Mr. Pollock is currently not in charge of any clubs at Arroyo, but in the past he has been the chess club advisor and science club advisor.
In response to what he’ll miss the most, Mr. Pollock said, “Arroyo is a school of great passion, the students are good and hard workers, we’ve always set very high standards, our Arroyo graduates have done very well, they’ve always gone out after graduation and accomplished great things. Both in education and after Arroyo and in the workplace, they’ve always been a success. So at Arroyo I think we’ve always set very high standards for what we expect our students to be. I think we’ve always had great spiritual connection, there’s a lot of spirit.”
Some things that Mr. Pollock will always remember are the high standards that Arroyo sets for their students, and that the students of Arroyo go out into the world to accomplish great things. He’ll always remember our awesome athletics program, saying that, “We’ve had a terrific, for years and years we’ve had a terrific athletics program, which has offered kids so many opportunities to excel in athletics. And we’ve done well, you know we’ve won CIF in football, we’ve won a national title in cross country, we’ve done well in soccer. Arroyo has always set very high achievement standards.”

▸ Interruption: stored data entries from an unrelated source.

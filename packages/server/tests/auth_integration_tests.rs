//! Integration tests for tenant signup and OTP sign-in.
//!
//! Exercises the full service stack over the in-memory store and the
//! recording delivery/DNS mocks:
//! - Signup creates an inactive account and sends the first code
//! - Verification activates; wrong codes are rejected
//! - Delivery failure rolls the account back
//! - DNS failure does not fail signup
//! - Rate limiting, single-use codes, and sign-in token minting

use std::sync::Arc;

use server_core::common::AuthError;
use server_core::domains::identity::models::Channel;
use server_core::domains::identity::{
    AuthFlow, ChallengeService, CipherStore, IdentityResolver, JwtService, SignupRequest,
};
use server_core::kernel::test_dependencies::{
    MemoryIdentityStore, MockDeliveryGateway, MockDnsProvisioner,
};
use server_core::kernel::{BaseDeliveryGateway, BaseDnsProvisioner, BaseIdentityStore};

// ============================================================================
// Test Helpers
// ============================================================================

struct TestRig {
    store: Arc<MemoryIdentityStore>,
    delivery: Arc<MockDeliveryGateway>,
    dns: Arc<MockDnsProvisioner>,
    jwt: Arc<JwtService>,
    auth_flow: AuthFlow,
}

fn test_rig() -> TestRig {
    let store = Arc::new(MemoryIdentityStore::new());
    let delivery = Arc::new(MockDeliveryGateway::new());
    let dns = Arc::new(MockDnsProvisioner::new());
    let cipher = Arc::new(CipherStore::new([7u8; 32]));
    let jwt = Arc::new(JwtService::new("test_secret_key", "test_issuer".to_string()));

    let resolver = Arc::new(IdentityResolver::new(
        store.clone() as Arc<dyn BaseIdentityStore>,
        cipher.clone(),
    ));
    let challenges = Arc::new(ChallengeService::new(
        store.clone() as Arc<dyn BaseIdentityStore>,
        cipher.clone(),
        delivery.clone() as Arc<dyn BaseDeliveryGateway>,
    ));
    let auth_flow = AuthFlow::new(
        store.clone() as Arc<dyn BaseIdentityStore>,
        cipher,
        resolver,
        challenges,
        dns.clone() as Arc<dyn BaseDnsProvisioner>,
        jwt.clone(),
    );

    TestRig {
        store,
        delivery,
        dns,
        jwt,
        auth_flow,
    }
}

fn signup_request(phone: &str, slug: &str) -> SignupRequest {
    SignupRequest {
        first_name: "Maria".to_string(),
        last_name: "Gonzalez".to_string(),
        whatsapp_number: phone.to_string(),
        email: Some("maria@example.com".to_string()),
        tenant_slug: slug.to_string(),
    }
}

// ============================================================================
// Signup
// ============================================================================

#[tokio::test]
async fn signup_creates_inactive_account_and_sends_code() {
    let rig = test_rig();

    let account = rig
        .auth_flow
        .signup(signup_request("+1 (555) 010-2030", "mariasalon"))
        .await
        .expect("signup should succeed");

    assert!(!account.is_active);
    assert_eq!(account.tenant_slug, "mariasalon");

    // Code goes to the normalized number over WhatsApp
    let sent = rig.delivery.sent_messages();
    assert_eq!(sent.len(), 1);
    assert_eq!(sent[0].channel, Channel::Whatsapp);
    assert_eq!(sent[0].recipient, "+15550102030");
    assert_eq!(sent[0].code.len(), 6);
    assert!(sent[0].code.chars().all(|c| c.is_ascii_digit()));

    // Subdomain provisioned
    assert_eq!(rig.dns.provisioned_slugs(), vec!["mariasalon".to_string()]);

    // The phone number is never stored in the clear
    assert_ne!(account.encrypted_identity, "+15550102030");
}

#[tokio::test]
async fn signup_rejects_duplicate_slug() {
    let rig = test_rig();

    rig.auth_flow
        .signup(signup_request("+15550102030", "mariasalon"))
        .await
        .expect("first signup should succeed");

    let err = rig
        .auth_flow
        .signup(signup_request("+15550109999", "mariasalon"))
        .await
        .expect_err("duplicate slug should be rejected");
    assert!(matches!(err, AuthError::DuplicateSlug));
}

#[tokio::test]
async fn signup_rejects_duplicate_identity_across_formats() {
    let rig = test_rig();

    rig.auth_flow
        .signup(signup_request("+15550102030", "mariasalon"))
        .await
        .expect("first signup should succeed");

    // Same number in a different presentation format
    let err = rig
        .auth_flow
        .signup(signup_request("+1 555 010 2030", "othersalon"))
        .await
        .expect_err("duplicate identity should be rejected");
    assert!(matches!(err, AuthError::DuplicateIdentity));
    assert_eq!(rig.store.account_count(), 1);
}

#[tokio::test]
async fn signup_rejects_invalid_slug() {
    let rig = test_rig();

    let err = rig
        .auth_flow
        .signup(signup_request("+15550102030", "Maria's Salon"))
        .await
        .expect_err("slug with invalid characters should be rejected");
    assert!(matches!(err, AuthError::InvalidInput(_)));
    assert_eq!(rig.store.account_count(), 0);
}

#[tokio::test]
async fn signup_delivery_failure_rolls_back_account() {
    let rig = test_rig();
    rig.delivery.fail_deliveries(true);

    let err = rig
        .auth_flow
        .signup(signup_request("+15550102030", "mariasalon"))
        .await
        .expect_err("signup should fail when the code cannot be delivered");
    assert!(matches!(err, AuthError::DeliveryFailed));

    // An unreachable number must not squat the slug
    assert_eq!(rig.store.account_count(), 0);
}

#[tokio::test]
async fn signup_survives_dns_provisioning_failure() {
    let rig = test_rig();
    rig.dns.fail_provisioning(true);

    let account = rig
        .auth_flow
        .signup(signup_request("+15550102030", "mariasalon"))
        .await
        .expect("signup should succeed despite DNS failure");

    assert_eq!(rig.store.account_count(), 1);
    assert_eq!(rig.delivery.sent_messages().len(), 1);
    assert_eq!(account.tenant_slug, "mariasalon");
}

// ============================================================================
// Signup verification
// ============================================================================

#[tokio::test]
async fn wrong_code_rejected_then_real_code_activates() {
    let rig = test_rig();

    let account = rig
        .auth_flow
        .signup(signup_request("+15550102030", "mariasalon"))
        .await
        .expect("signup should succeed");

    let err = rig
        .auth_flow
        .verify_signup(account.id, "000111")
        .await
        .expect_err("wrong code should be rejected");
    assert!(matches!(err, AuthError::InvalidChallenge));

    // Wrong attempt does not consume the real code
    let code = rig
        .delivery
        .last_code_for("+15550102030")
        .expect("a code was delivered");
    rig.auth_flow
        .verify_signup(account.id, &code)
        .await
        .expect("real code should verify");

    let stored = rig
        .store
        .find_account_by_id(account.id)
        .await
        .expect("lookup should succeed")
        .expect("account exists");
    assert!(stored.is_active);
}

// ============================================================================
// Sign-in
// ============================================================================

#[tokio::test]
async fn send_otp_for_unknown_number_is_not_found() {
    let rig = test_rig();

    let err = rig
        .auth_flow
        .send_otp("+19998887777")
        .await
        .expect_err("unknown number should not get a code");
    assert!(matches!(err, AuthError::NotFound));
    assert!(rig.delivery.sent_messages().is_empty());
}

#[tokio::test]
async fn verify_otp_for_unknown_number_collapses_to_invalid_challenge() {
    let rig = test_rig();

    // Verification must not reveal whether the number exists
    let err = rig
        .auth_flow
        .verify_otp("+19998887777", "123456")
        .await
        .expect_err("unknown number should fail verification");
    assert!(matches!(err, AuthError::InvalidChallenge));
}

#[tokio::test]
async fn sign_in_mints_token_with_tenant_claims() {
    let rig = test_rig();

    let account = rig
        .auth_flow
        .signup(signup_request("+15550102030", "mariasalon"))
        .await
        .expect("signup should succeed");
    let code = rig.delivery.last_code_for("+15550102030").expect("code sent");
    rig.auth_flow
        .verify_signup(account.id, &code)
        .await
        .expect("activation should succeed");

    rig.auth_flow
        .send_otp("+1 555 010 2030")
        .await
        .expect("send-otp should accept a formatted number");
    let code = rig.delivery.last_code_for("+15550102030").expect("code sent");

    let token = rig
        .auth_flow
        .verify_otp("+15550102030", &code)
        .await
        .expect("sign-in should succeed");

    let claims = rig.jwt.verify_token(&token).expect("token should verify");
    assert_eq!(claims.account_id, account.id);
    assert_eq!(claims.tenant_slug, "mariasalon");
}

#[tokio::test]
async fn sign_in_code_is_single_use() {
    let rig = test_rig();

    let account = rig
        .auth_flow
        .signup(signup_request("+15550102030", "mariasalon"))
        .await
        .expect("signup should succeed");
    let code = rig.delivery.last_code_for("+15550102030").expect("code sent");
    rig.auth_flow
        .verify_signup(account.id, &code)
        .await
        .expect("activation should succeed");

    rig.auth_flow.send_otp("+15550102030").await.expect("send-otp");
    let code = rig.delivery.last_code_for("+15550102030").expect("code sent");

    rig.auth_flow
        .verify_otp("+15550102030", &code)
        .await
        .expect("first verification should succeed");

    let err = rig
        .auth_flow
        .verify_otp("+15550102030", &code)
        .await
        .expect_err("replayed code should be rejected");
    assert!(matches!(err, AuthError::InvalidChallenge));
}

#[tokio::test]
async fn first_sign_in_activates_dormant_account() {
    let rig = test_rig();

    // Signup but never verify; sign in later instead
    let account = rig
        .auth_flow
        .signup(signup_request("+15550102030", "mariasalon"))
        .await
        .expect("signup should succeed");
    assert!(!account.is_active);

    let code = rig.delivery.last_code_for("+15550102030").expect("code sent");
    rig.auth_flow
        .verify_otp("+15550102030", &code)
        .await
        .expect("sign-in should succeed");

    let stored = rig
        .store
        .find_account_by_id(account.id)
        .await
        .expect("lookup should succeed")
        .expect("account exists");
    assert!(stored.is_active);
}

// ============================================================================
// Rate limiting
// ============================================================================

#[tokio::test]
async fn sixth_code_in_window_is_rate_limited() {
    let rig = test_rig();

    // Signup issues challenge #1 for this subject + channel
    rig.auth_flow
        .signup(signup_request("+15550102030", "mariasalon"))
        .await
        .expect("signup should succeed");

    // Challenges #2-#5 still go through
    for _ in 0..4 {
        rig.auth_flow
            .send_otp("+15550102030")
            .await
            .expect("code within window should be issued");
    }

    let err = rig
        .auth_flow
        .send_otp("+15550102030")
        .await
        .expect_err("sixth code in the window should be refused");
    assert!(matches!(err, AuthError::RateLimited));

    // Refusal has no side effects
    assert_eq!(rig.store.challenge_count(), 5);
    assert_eq!(rig.delivery.sent_messages().len(), 5);
}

When asked about what changes that he’s seen, Mr. Pollock says, “I think we have really stepped up to offering AP classes at our school in science.” However, Mr. Pollock thinks that our vocational program has decreased a lot. He says, “When I started at Arroyo back in 85, we had a huge vocational offering, we had a metal shop, a fabrication program, we had programs that serviced students other than pure academics, and I think we’ve kind of gotten away from that, and I think we need to get back to that again because I think students have to be given opportunities. . . . We have to make sure that we service both sides of students: the vocational, and the academic side. . . . Everybody has different interests, and we have to make sure that we give them opportunities to succeed and pursue what they want to do because when somebody has an interest in something, they do much better on it than when they’re told they have to do it.”
Outside of the classroom, he has impacted students in many ways. He taught values like being punctual, and having good time management, and is committed to students. He taught students ideals that’ll help students succeed in life.
Mr. Pollock had a hard time deciding whether to retire or not. In the end, he made the hard decision to retire because there are things that he wanted to enjoy and do. In his retirement, he looks forward to relaxing, doing some traveling, cycling, spending time with his two sons, and other things. “I don’t know, it’s a new chapter,” he says.
Mrs. Carr, Mr. Loewen, and Mr. Pollock, Arroyo thanks you for your many years of dedication to us. Your legacies will continue to inspire us. We wish you all a wonderful retirement. Mr. Loewen declined to be interviewed for this story.